No More Strange Days

When I write about my early years in the city, I feel like they were less choreographed. I was always stumbling across things I never knew existed. Or maybe it’s just that I’ve been through so many moments I’m less easily surprised now.

An orphaned kitten pushes its head against my stomach./We follow the cops through a bumpy field/Tall grass parting/as we lurch along./A homeless couple stares from an abandoned truck-trailer./A skinny man stands on the concrete platform/where passengers once lined up. 

Now, when I go places, I feel like most of what I see has been thought up and approved.

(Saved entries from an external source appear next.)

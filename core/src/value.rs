//! Runtime values carried by records and passed to fields.
//!
//! A [`Value`] is either a typed runtime value (what a record holds) or a
//! storage primitive (what a field hands to the driver). Storage values only
//! ever use `Null`, `Integer`, `Float` and `Text`; temporal values are
//! converted to canonical text by [`Field::serialize`](crate::Field::serialize).

use std::fmt;

use chrono::{NaiveDate, NaiveDateTime};

use crate::record::Record;

/// Canonical text form of a [`Value::Date`].
pub const DATE_FORMAT: &str = "%Y-%m-%d";

/// Canonical text form of a [`Value::DateTime`].
pub const DATETIME_FORMAT: &str = "%Y-%m-%d %H:%M:%S";

/// A single column value.
///
/// # Examples
///
/// ```
/// use ormlet_core::Value;
///
/// assert_eq!(Value::from(20), Value::Integer(20));
/// assert_eq!(Value::from("hello"), Value::Text("hello".into()));
/// assert_eq!(Value::from(None::<i64>), Value::Null);
/// ```
#[derive(Debug, Clone, PartialEq, Default)]
pub enum Value {
    /// SQL `NULL`, also the value of an unset attribute.
    #[default]
    Null,
    /// 64-bit signed integer.
    Integer(i64),
    /// 64-bit float.
    Float(f64),
    /// UTF-8 text.
    Text(String),
    /// Calendar date without time zone.
    Date(NaiveDate),
    /// Date and time without time zone.
    DateTime(NaiveDateTime),
}

impl Value {
    /// Short name of the value kind, used in error messages.
    pub fn kind(&self) -> &'static str {
        match self {
            Value::Null => "null",
            Value::Integer(_) => "integer",
            Value::Float(_) => "float",
            Value::Text(_) => "text",
            Value::Date(_) => "date",
            Value::DateTime(_) => "datetime",
        }
    }

    pub fn is_null(&self) -> bool {
        matches!(self, Value::Null)
    }

    pub fn as_i64(&self) -> Option<i64> {
        match self {
            Value::Integer(i) => Some(*i),
            _ => None,
        }
    }

    pub fn as_f64(&self) -> Option<f64> {
        match self {
            Value::Float(f) => Some(*f),
            Value::Integer(i) => Some(*i as f64),
            _ => None,
        }
    }

    pub fn as_str(&self) -> Option<&str> {
        match self {
            Value::Text(s) => Some(s),
            _ => None,
        }
    }

}

impl fmt::Display for Value {
    fn fmt(&self, f: &mut fmt::Formatter<'_>) -> fmt::Result {
        match self {
            Value::Null => f.write_str("NULL"),
            Value::Integer(i) => write!(f, "{i}"),
            Value::Float(v) => write!(f, "{v:?}"),
            Value::Text(s) => f.write_str(s),
            Value::Date(d) => write!(f, "{}", d.format(DATE_FORMAT)),
            Value::DateTime(dt) => write!(f, "{}", dt.format(DATETIME_FORMAT)),
        }
    }
}

impl From<i64> for Value {
    fn from(v: i64) -> Self {
        Value::Integer(v)
    }
}

impl From<i32> for Value {
    fn from(v: i32) -> Self {
        Value::Integer(i64::from(v))
    }
}

impl From<f64> for Value {
    fn from(v: f64) -> Self {
        Value::Float(v)
    }
}

impl From<String> for Value {
    fn from(v: String) -> Self {
        Value::Text(v)
    }
}

impl From<&str> for Value {
    fn from(v: &str) -> Self {
        Value::Text(v.to_string())
    }
}

impl From<NaiveDate> for Value {
    fn from(v: NaiveDate) -> Self {
        Value::Date(v)
    }
}

impl From<NaiveDateTime> for Value {
    fn from(v: NaiveDateTime) -> Self {
        Value::DateTime(v)
    }
}

impl<T: Into<Value>> From<Option<T>> for Value {
    fn from(v: Option<T>) -> Self {
        v.map_or(Value::Null, Into::into)
    }
}

/// A record converts to its primary key, which is how foreign keys and
/// relation filters refer to it.
impl From<&Record> for Value {
    fn from(record: &Record) -> Self {
        record.id().map_or(Value::Null, Value::Integer)
    }
}

#[cfg(test)]
mod tests {
    use super::*;

    #[test]
    fn display_uses_canonical_temporal_text() {
        let date = NaiveDate::from_ymd_opt(2017, 7, 7).unwrap();
        assert_eq!(Value::Date(date).to_string(), "2017-07-07");
        let dt = date.and_hms_opt(9, 5, 3).unwrap();
        assert_eq!(Value::DateTime(dt).to_string(), "2017-07-07 09:05:03");
    }

    #[test]
    fn float_accessor_widens_integers() {
        assert_eq!(Value::Integer(3).as_f64(), Some(3.0));
        assert_eq!(Value::Text("3".into()).as_f64(), None);
    }

    #[test]
    fn option_maps_none_to_null() {
        assert!(Value::from(None::<String>).is_null());
        assert_eq!(Value::from(Some("x")), Value::Text("x".into()));
    }
}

Scripted, so that anything unexpected is just someone else’s entertaining plot-twist. There’s less room for a penniless, out-there person to really make their own world. 

Ricky the animal man. Faded orange hair/blue eyes and a rooster tattooed on his bare ankle./He lives in the station waiting room/with a tin stove and a scuffed-up easy boy./Out front, four dogs lie in the sun.

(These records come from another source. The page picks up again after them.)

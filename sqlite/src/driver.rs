//! Statement execution.
//!
//! [`Driver`] is the narrow contract the persistence layer needs from a
//! store: run a statement, fetch rows, report the last assigned key.
//! [`SqliteDriver`] implements it on a single `rusqlite` connection, which it
//! owns and closes on drop.

use std::path::Path;

use ormlet_core::Value;
use rusqlite::{Connection, OptionalExtension, params_from_iter};
use rusqlite::types::Value as SqlValue;
use tracing::debug;

use crate::convert;
use crate::error::Result;

/// A raw result row, one value per selected column.
pub type Row = Vec<Value>;

/// Executes SQL on behalf of a [`Database`](crate::Database).
///
/// Parameters are positional (`?1`, `?2`, ...) and given as storage values.
pub trait Driver {
    /// Executes a statement and returns the number of affected rows.
    fn execute(&self, sql: &str, params: &[Value]) -> Result<usize>;

    /// Runs a query and returns every row.
    fn query(&self, sql: &str, params: &[Value]) -> Result<Vec<Row>>;

    /// Executes several `;`-separated statements without parameters.
    fn execute_batch(&self, sql: &str) -> Result<()>;

    /// Key assigned by the most recent successful insert.
    fn last_insert_id(&self) -> i64;

    fn table_exists(&self, table: &str) -> Result<bool>;
}

/// [`Driver`] over one SQLite connection.
///
/// Foreign key enforcement is switched on when the driver is created.
///
/// # Examples
///
/// ```
/// use ormlet_sqlite::{Driver, SqliteDriver};
///
/// let driver = SqliteDriver::open_in_memory().unwrap();
/// driver.execute_batch("CREATE TABLE t (id INTEGER PRIMARY KEY)").unwrap();
/// assert!(driver.table_exists("t").unwrap());
/// assert!(!driver.table_exists("missing").unwrap());
/// ```
#[derive(Debug)]
pub struct SqliteDriver {
    conn: Connection,
}

impl SqliteDriver {
    pub fn new(conn: Connection) -> Result<Self> {
        conn.execute_batch("PRAGMA foreign_keys = ON;")?;
        Ok(Self { conn })
    }

    /// Opens (or creates) a database file.
    pub fn open(path: impl AsRef<Path>) -> Result<Self> {
        Self::new(Connection::open(path)?)
    }

    pub fn open_in_memory() -> Result<Self> {
        Self::new(Connection::open_in_memory()?)
    }
}

impl Driver for SqliteDriver {
    fn execute(&self, sql: &str, params: &[Value]) -> Result<usize> {
        debug!(sql, params = params.len(), "executing statement");
        let bound: Vec<SqlValue> = params.iter().map(convert::to_sql).collect();
        Ok(self.conn.execute(sql, params_from_iter(bound.iter()))?)
    }

    fn query(&self, sql: &str, params: &[Value]) -> Result<Vec<Row>> {
        debug!(sql, params = params.len(), "running query");
        let bound: Vec<SqlValue> = params.iter().map(convert::to_sql).collect();
        let mut stmt = self.conn.prepare(sql)?;
        let column_count = stmt.column_count();

        let raw_rows = stmt
            .query_map(params_from_iter(bound.iter()), |row| {
                (0..column_count)
                    .map(|i| row.get::<_, SqlValue>(i))
                    .collect::<rusqlite::Result<Vec<_>>>()
            })?
            .collect::<std::result::Result<Vec<_>, _>>()?;

        raw_rows
            .into_iter()
            .map(|row| row.into_iter().map(convert::from_sql).collect())
            .collect()
    }

    fn execute_batch(&self, sql: &str) -> Result<()> {
        debug!(sql, "executing batch");
        self.conn.execute_batch(sql)?;
        Ok(())
    }

    fn last_insert_id(&self) -> i64 {
        self.conn.last_insert_rowid()
    }

    fn table_exists(&self, table: &str) -> Result<bool> {
        let found: Option<i64> = self
            .conn
            .query_row(
                "SELECT 1 FROM sqlite_master WHERE type = 'table' AND name = ?1",
                [table],
                |row| row.get(0),
            )
            .optional()?;
        Ok(found.is_some())
    }
}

That was one of the things I liked best about working on the ambulance. Moving in and out of scenes where I really didn’t know what was going to happen next.

Sitting on the edge of the platform with the August sun bearing down/and nothing to see but the sky-blue sky/Ricky tells us stories of the others who live here./The gingerbread men. Every morning they emerge from the slots/beneath a parking lot that abuts the field.

Sometimes I wonder what happened to the people that made the city so strange in the eighties. I can’t picture them surviving now, when all the space is filled with stores and buildings and it takes so much money to live. The homeless people I see around look so much more beaten down. Like they fell out of the visible world, and all they want is to get back in.